EXERCISE DETAILS — In the data below, find the line containing "let trailer = self.config.uid_trailer;", then set down that line and every later line up to and including the line containing "let result = select_and_decode(&mut", exactly.

EXERCISE MATERIAL —
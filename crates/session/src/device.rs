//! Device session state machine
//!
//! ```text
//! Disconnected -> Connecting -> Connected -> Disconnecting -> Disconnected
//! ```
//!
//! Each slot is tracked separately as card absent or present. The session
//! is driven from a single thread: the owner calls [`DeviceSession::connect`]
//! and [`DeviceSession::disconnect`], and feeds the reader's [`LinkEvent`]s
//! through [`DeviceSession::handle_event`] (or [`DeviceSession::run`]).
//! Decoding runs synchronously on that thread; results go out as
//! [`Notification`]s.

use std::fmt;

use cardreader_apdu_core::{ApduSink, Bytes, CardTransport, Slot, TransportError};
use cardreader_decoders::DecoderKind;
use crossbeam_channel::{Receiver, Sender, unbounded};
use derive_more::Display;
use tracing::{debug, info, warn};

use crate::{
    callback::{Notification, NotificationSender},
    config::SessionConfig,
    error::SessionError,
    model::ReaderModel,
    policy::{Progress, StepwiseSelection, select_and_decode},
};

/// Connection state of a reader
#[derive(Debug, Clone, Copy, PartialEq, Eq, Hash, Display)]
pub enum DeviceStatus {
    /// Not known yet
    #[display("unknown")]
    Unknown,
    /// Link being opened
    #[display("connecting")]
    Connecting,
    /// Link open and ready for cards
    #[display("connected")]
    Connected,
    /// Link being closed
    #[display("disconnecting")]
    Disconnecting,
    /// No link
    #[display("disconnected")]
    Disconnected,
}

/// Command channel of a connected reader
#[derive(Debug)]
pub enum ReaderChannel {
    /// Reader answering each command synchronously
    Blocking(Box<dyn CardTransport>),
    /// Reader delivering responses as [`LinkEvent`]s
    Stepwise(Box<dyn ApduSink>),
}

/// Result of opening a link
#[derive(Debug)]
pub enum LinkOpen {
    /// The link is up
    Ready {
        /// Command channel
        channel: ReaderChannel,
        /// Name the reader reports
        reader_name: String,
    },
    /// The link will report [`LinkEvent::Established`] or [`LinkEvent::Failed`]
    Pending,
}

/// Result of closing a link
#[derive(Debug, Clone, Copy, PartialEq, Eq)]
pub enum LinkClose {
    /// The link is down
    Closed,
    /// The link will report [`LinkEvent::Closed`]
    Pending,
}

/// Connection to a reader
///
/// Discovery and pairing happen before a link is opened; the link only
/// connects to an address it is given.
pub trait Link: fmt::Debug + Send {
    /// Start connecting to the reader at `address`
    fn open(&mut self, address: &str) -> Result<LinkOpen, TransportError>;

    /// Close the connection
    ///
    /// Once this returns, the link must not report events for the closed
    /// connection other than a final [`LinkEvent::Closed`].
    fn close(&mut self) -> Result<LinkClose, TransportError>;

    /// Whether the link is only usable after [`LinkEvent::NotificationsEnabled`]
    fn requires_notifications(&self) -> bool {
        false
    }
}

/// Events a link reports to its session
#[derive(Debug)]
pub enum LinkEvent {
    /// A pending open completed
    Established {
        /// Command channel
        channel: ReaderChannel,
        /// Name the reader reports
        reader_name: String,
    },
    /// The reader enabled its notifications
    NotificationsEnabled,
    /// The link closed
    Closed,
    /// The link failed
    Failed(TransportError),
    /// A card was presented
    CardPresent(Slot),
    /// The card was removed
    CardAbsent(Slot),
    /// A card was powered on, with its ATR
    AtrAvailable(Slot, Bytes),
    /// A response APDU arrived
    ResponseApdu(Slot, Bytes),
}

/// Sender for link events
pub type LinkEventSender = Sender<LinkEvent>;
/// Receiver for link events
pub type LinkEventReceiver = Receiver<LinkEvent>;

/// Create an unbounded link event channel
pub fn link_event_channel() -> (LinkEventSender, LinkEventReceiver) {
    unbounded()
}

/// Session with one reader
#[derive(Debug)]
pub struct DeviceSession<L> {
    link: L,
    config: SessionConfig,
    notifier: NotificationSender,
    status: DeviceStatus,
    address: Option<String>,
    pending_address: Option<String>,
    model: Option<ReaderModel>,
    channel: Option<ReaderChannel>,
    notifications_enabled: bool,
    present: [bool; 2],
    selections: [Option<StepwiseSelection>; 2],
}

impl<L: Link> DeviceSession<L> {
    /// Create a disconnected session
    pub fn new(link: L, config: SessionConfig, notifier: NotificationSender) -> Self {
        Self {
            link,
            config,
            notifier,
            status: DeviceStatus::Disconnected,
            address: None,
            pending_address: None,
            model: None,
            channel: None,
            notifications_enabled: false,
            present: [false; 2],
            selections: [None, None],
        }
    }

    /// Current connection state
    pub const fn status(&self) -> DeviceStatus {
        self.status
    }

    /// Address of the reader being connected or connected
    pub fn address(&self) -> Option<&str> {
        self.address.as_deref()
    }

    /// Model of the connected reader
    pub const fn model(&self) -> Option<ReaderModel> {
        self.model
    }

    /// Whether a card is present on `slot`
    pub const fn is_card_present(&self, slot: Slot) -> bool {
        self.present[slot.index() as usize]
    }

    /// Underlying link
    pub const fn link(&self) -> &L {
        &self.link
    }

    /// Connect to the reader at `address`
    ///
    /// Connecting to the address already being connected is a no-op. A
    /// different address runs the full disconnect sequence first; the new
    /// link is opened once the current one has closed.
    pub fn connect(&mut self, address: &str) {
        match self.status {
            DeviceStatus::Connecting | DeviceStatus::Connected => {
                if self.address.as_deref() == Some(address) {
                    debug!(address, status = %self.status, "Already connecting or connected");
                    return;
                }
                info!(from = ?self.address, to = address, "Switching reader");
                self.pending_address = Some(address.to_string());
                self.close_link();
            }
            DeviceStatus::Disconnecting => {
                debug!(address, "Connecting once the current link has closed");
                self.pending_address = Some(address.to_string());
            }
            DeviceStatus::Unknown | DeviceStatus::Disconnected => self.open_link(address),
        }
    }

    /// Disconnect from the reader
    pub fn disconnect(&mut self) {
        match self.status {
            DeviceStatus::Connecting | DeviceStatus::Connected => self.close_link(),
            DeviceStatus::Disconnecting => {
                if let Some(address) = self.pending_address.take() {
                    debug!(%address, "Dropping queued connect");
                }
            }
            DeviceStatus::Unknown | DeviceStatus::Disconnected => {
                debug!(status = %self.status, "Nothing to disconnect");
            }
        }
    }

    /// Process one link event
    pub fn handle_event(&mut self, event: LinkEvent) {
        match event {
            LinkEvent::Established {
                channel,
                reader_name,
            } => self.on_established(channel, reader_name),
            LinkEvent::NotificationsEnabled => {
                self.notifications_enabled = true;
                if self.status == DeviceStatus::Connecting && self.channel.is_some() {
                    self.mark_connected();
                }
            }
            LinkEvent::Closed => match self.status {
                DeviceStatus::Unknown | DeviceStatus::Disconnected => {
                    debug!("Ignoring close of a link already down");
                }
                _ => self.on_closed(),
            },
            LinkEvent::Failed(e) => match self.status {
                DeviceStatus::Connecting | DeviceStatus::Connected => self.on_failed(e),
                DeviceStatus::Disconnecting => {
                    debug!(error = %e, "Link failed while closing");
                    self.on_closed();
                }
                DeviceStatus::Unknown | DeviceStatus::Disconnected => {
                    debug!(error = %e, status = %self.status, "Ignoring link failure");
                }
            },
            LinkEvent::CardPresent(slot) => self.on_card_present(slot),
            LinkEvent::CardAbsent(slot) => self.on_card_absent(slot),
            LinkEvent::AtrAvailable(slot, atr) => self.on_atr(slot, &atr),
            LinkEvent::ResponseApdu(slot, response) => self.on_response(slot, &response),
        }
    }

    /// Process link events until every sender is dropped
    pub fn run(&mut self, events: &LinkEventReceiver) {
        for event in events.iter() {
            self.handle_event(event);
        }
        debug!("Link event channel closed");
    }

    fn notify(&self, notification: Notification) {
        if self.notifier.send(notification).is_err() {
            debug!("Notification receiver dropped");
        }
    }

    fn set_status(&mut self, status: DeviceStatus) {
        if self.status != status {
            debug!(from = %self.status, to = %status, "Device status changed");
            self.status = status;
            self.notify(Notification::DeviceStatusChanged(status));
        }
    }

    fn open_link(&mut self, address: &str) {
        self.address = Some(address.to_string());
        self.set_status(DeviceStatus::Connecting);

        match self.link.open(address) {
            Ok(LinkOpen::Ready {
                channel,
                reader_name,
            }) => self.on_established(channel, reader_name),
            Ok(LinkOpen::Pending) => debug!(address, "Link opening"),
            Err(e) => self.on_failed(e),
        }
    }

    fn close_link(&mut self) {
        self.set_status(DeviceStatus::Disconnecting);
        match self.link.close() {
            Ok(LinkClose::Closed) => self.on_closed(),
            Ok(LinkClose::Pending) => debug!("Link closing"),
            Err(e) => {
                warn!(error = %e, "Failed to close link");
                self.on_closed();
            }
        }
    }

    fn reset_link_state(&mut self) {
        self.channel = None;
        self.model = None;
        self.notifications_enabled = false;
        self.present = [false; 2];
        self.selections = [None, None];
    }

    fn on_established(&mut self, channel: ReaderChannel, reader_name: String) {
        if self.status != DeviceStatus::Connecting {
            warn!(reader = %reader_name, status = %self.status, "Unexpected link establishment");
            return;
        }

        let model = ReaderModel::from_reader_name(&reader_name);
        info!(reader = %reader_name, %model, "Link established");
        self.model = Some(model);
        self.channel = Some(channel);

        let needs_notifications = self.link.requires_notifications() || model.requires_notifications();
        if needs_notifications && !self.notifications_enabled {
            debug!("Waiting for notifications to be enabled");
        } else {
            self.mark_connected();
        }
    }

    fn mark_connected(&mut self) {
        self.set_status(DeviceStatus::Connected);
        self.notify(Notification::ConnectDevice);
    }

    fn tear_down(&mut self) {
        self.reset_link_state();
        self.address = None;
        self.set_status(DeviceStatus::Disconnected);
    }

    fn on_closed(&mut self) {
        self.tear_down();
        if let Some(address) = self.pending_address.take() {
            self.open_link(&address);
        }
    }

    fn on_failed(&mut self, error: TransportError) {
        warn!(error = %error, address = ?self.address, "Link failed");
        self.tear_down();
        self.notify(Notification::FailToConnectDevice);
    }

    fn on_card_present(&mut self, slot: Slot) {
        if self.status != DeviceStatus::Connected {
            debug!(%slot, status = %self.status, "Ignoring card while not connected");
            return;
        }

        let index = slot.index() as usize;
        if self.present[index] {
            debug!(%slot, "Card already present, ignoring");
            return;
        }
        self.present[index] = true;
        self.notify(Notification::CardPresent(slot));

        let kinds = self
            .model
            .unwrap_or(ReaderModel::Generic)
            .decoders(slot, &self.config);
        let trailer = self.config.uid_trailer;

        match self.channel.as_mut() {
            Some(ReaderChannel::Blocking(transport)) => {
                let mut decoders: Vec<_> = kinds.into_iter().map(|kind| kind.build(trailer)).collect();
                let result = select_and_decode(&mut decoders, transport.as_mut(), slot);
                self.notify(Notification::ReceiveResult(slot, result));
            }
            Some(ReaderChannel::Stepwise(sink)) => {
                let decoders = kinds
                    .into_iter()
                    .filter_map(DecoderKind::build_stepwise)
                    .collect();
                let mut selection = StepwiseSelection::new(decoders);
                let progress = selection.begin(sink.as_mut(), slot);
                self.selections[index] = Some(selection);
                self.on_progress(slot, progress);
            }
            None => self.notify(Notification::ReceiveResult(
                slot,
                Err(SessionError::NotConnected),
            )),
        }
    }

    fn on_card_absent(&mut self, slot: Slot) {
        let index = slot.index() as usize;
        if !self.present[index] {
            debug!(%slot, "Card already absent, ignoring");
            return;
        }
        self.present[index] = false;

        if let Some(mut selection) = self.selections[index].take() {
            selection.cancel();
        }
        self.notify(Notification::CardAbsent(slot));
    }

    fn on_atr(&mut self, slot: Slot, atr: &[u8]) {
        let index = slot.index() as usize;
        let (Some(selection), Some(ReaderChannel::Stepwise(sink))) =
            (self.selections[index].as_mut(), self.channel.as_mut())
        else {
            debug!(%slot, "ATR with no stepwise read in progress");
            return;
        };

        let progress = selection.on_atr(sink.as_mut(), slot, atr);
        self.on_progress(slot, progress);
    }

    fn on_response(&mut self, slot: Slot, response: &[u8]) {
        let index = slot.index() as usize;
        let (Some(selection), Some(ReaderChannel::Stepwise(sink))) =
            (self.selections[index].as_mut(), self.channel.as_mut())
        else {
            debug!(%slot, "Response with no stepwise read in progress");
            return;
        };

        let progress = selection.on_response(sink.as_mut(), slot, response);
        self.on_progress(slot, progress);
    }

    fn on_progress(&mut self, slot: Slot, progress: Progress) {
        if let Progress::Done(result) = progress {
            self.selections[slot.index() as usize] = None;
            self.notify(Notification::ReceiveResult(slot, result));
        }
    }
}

SOLUTION TO THE PROBLEM —
        let trailer = self.config.uid_trailer;

        match self.channel.as_mut() {
            Some(ReaderChannel::Blocking(transport)) => {
                let mut decoders: Vec<_> = kinds.into_iter().map(|kind| kind.build(trailer)).collect();
                let result = select_and_decode(&mut decoders, transport.as_mut(), slot);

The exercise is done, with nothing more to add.